An Equilibrium of No Free Energy

Here is another example of inadequacy / inefficiency in the pharmaceutical market.

Cancer X is very aggressive and even when it is diagnosed at very early stage and surgically removed, the recurrence rate is something around 70% in 5 years. When cancer returns or when a patient has advanced stage, the mean survival time is only 6 months.

Pharmaceutical company Y has recently discovered a new anticancer drug. According to state-of-art preclinical experiments, the drug inhibits spread of cancer and kills cancer cells very effectively. Top scientists at company Y expect that when applied in adjuvant settings for 4 months after the surgical operation, the drug would reduce the cancer recurrence rate to 30%. Even when the drug is given to patients with advanced stages of cancer, the drug is expected to prolong the life of patients twice.
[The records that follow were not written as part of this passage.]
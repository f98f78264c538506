//! File operations on a node's root filesystem.
//!
//! [`NodeFiles`] is the single entry point: it validates the arguments,
//! consults the access gate, and then runs one sandbox through
//! `SandboxCreating → SandboxWaitingReady → Executing → TearingDown`.
//! The delete always happens once a pod exists, whatever failed after it.
//!
//! Content crosses into the sandbox as a shell argument (see [`shell`]), which
//! limits `put` to moderate-size text files.

mod request;
pub mod shell;
mod translator;

pub use request::{FileOperation, NodeFilesArgs, OperationRequest};
pub use translator::FileTranslator;

use std::path::PathBuf;
use std::sync::Arc;

use tokio_util::sync::CancellationToken;
use tracing::{debug, instrument};

use crate::access::{AccessGate, GroupVersionKind};
use crate::cluster::{KubeClient, PodApi};
use crate::config::NodeFilesConfig;
use crate::error::NodeFilesError;
use crate::exec::{RemoteExecutor, StreamExecutor};
use crate::sandbox::{NameGenerator, SandboxGuard, SandboxManager};

/// Where a single operation is. Strictly increasing; never re-entered.
#[derive(Debug, Clone, Copy, PartialEq, Eq, PartialOrd, Ord)]
pub enum OperationPhase {
    Pending,
    SandboxCreating,
    SandboxWaitingReady,
    Executing,
    TearingDown,
    Succeeded,
    Failed,
}

impl OperationPhase {
    #[must_use]
    pub fn is_terminal(self) -> bool {
        matches!(self, Self::Succeeded | Self::Failed)
    }
}

/// Tracks and logs the phase of one call.
#[derive(Debug)]
struct PhaseTracker<'a> {
    namespace: &'a str,
    pod: Option<String>,
    phase: OperationPhase,
}

impl<'a> PhaseTracker<'a> {
    fn new(namespace: &'a str) -> Self {
        Self {
            namespace,
            pod: None,
            phase: OperationPhase::Pending,
        }
    }

    fn advance(&mut self, next: OperationPhase) {
        debug_assert!(
            next > self.phase && !self.phase.is_terminal(),
            "phase {:?} cannot follow {:?}",
            next,
            self.phase
        );
        debug!(
            namespace = self.namespace,
            pod = self.pod.as_deref().unwrap_or_default(),
            from = ?self.phase,
            phase = ?next,
            "Operation phase"
        );
        self.phase = next;
    }
}

/// Performs node file operations through ephemeral sandbox pods.
pub struct NodeFiles {
    sandboxes: SandboxManager,
    executor: Arc<dyn RemoteExecutor>,
    gate: Arc<dyn AccessGate>,
    config: NodeFilesConfig,
    working_dir: Option<PathBuf>,
}

impl NodeFiles {
    /// Assembles the service from its collaborators.
    #[must_use]
    pub fn new(
        pods: Arc<dyn PodApi>,
        executor: Arc<dyn RemoteExecutor>,
        gate: Arc<dyn AccessGate>,
        config: NodeFilesConfig,
    ) -> Self {
        Self {
            sandboxes: SandboxManager::new(pods, config.sandbox.clone()),
            executor,
            gate,
            config,
            working_dir: None,
        }
    }

    /// The production wiring: pods and exec both go to `client`.
    #[must_use]
    pub fn for_cluster(
        client: Arc<KubeClient>,
        gate: Arc<dyn AccessGate>,
        config: NodeFilesConfig,
    ) -> Self {
        let executor = Arc::new(StreamExecutor::for_cluster(Arc::clone(&client)));
        Self::new(client, executor, gate, config)
    }

    /// Replaces the sandbox pod name generator.
    #[must_use]
    pub fn with_names(mut self, names: Arc<dyn NameGenerator>) -> Self {
        self.sandboxes = self.sandboxes.with_names(names);
        self
    }

    /// Fixes the local working directory instead of reading it per call.
    #[must_use]
    pub fn with_working_dir(mut self, dir: impl Into<PathBuf>) -> Self {
        self.working_dir = Some(dir.into());
        self
    }

    #[must_use]
    pub fn config(&self) -> &NodeFilesConfig {
        &self.config
    }

    /// Validates raw tool arguments and performs the operation.
    ///
    /// # Errors
    ///
    /// Returns `NodeFilesError::Validation` before touching the cluster if the
    /// arguments are unusable, otherwise whatever [`perform`](Self::perform)
    /// returns.
    pub async fn run(
        &self,
        args: NodeFilesArgs,
        cancel: &CancellationToken,
    ) -> Result<String, NodeFilesError> {
        let request = OperationRequest::from_args(args, &self.config.sandbox)?;
        self.perform(&request, cancel).await
    }

    /// Performs a validated operation in a fresh sandbox.
    ///
    /// # Errors
    ///
    /// Returns the first failure of the call: access denial, pod creation,
    /// readiness, the remote command, or local I/O. Teardown failures are
    /// logged, never returned.
    #[instrument(
        skip(self, request, cancel),
        fields(node = %request.node_name, operation = %request.operation)
    )]
    pub async fn perform(
        &self,
        request: &OperationRequest,
        cancel: &CancellationToken,
    ) -> Result<String, NodeFilesError> {
        self.gate.check(&GroupVersionKind::pod())?;

        let working_dir = match &self.working_dir {
            Some(dir) => dir.clone(),
            None => std::env::current_dir().map_err(|e| {
                NodeFilesError::local_io("failed to determine the working directory", e)
            })?,
        };

        let mut phase = PhaseTracker::new(&request.namespace);
        phase.advance(OperationPhase::SandboxCreating);

        let guard = match self.sandboxes.acquire(&request.sandbox_spec()).await {
            Ok(guard) => guard,
            Err(e) => {
                phase.advance(OperationPhase::Failed);
                return Err(e);
            }
        };
        phase.pod = Some(guard.handle().name.clone());

        let outcome = self
            .drive(&guard, request, working_dir, &mut phase, cancel)
            .await;

        phase.advance(OperationPhase::TearingDown);
        guard.release().await;

        phase.advance(if outcome.is_ok() {
            OperationPhase::Succeeded
        } else {
            OperationPhase::Failed
        });
        outcome
    }

    async fn drive(
        &self,
        guard: &SandboxGuard,
        request: &OperationRequest,
        working_dir: PathBuf,
        phase: &mut PhaseTracker<'_>,
        cancel: &CancellationToken,
    ) -> Result<String, NodeFilesError> {
        let handle = guard.handle();

        phase.advance(OperationPhase::SandboxWaitingReady);
        self.sandboxes.wait_ready(handle, cancel).await?;

        phase.advance(OperationPhase::Executing);
        FileTranslator::new(
            Arc::clone(&self.executor),
            handle.exec_target(),
            handle.mount_path(),
        )
        .with_working_dir(working_dir)
        .with_max_payload_bytes(self.config.max_payload_bytes)
        .perform(request, cancel)
        .await
    }
}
Driven by the desire to bring the drug to the market as early as possible, executives at company Y initiate the fastest clinical trial. A study in the adjuvant setting (4 weeks after the operation) require several years to complete in order to show that drug has an advantage over the standard of care. A study in advanced stage cancer required much less time, so there is some benefit in getting to market for advanced cancer and to extend survival from 6 to 12 months.

However, once the drug is at the market against advanced disease, clinical trial and eventual approval of the drug as adjuvant would undermine total sales because of the two-fold reduction in the number of relapsed patients who need to take the drug every single day until the end of their life.

This is efficient (drug company gives the most profit per dollar invested) but inadequate (drug company could save way more patients by going into adjuvant therapy) market situation. I would say that the root of inadequacy is a conflict in what is a goal of a pharmaceutical company. I would expect pharmaceutical company to sell drugs and not mortgage derivatives, but as a company, its main objective is the maximization of the profits for investors. So, probably there should be a composite measure of QALY and profits that should be used to evaluate adequateness and effectiveness of the market.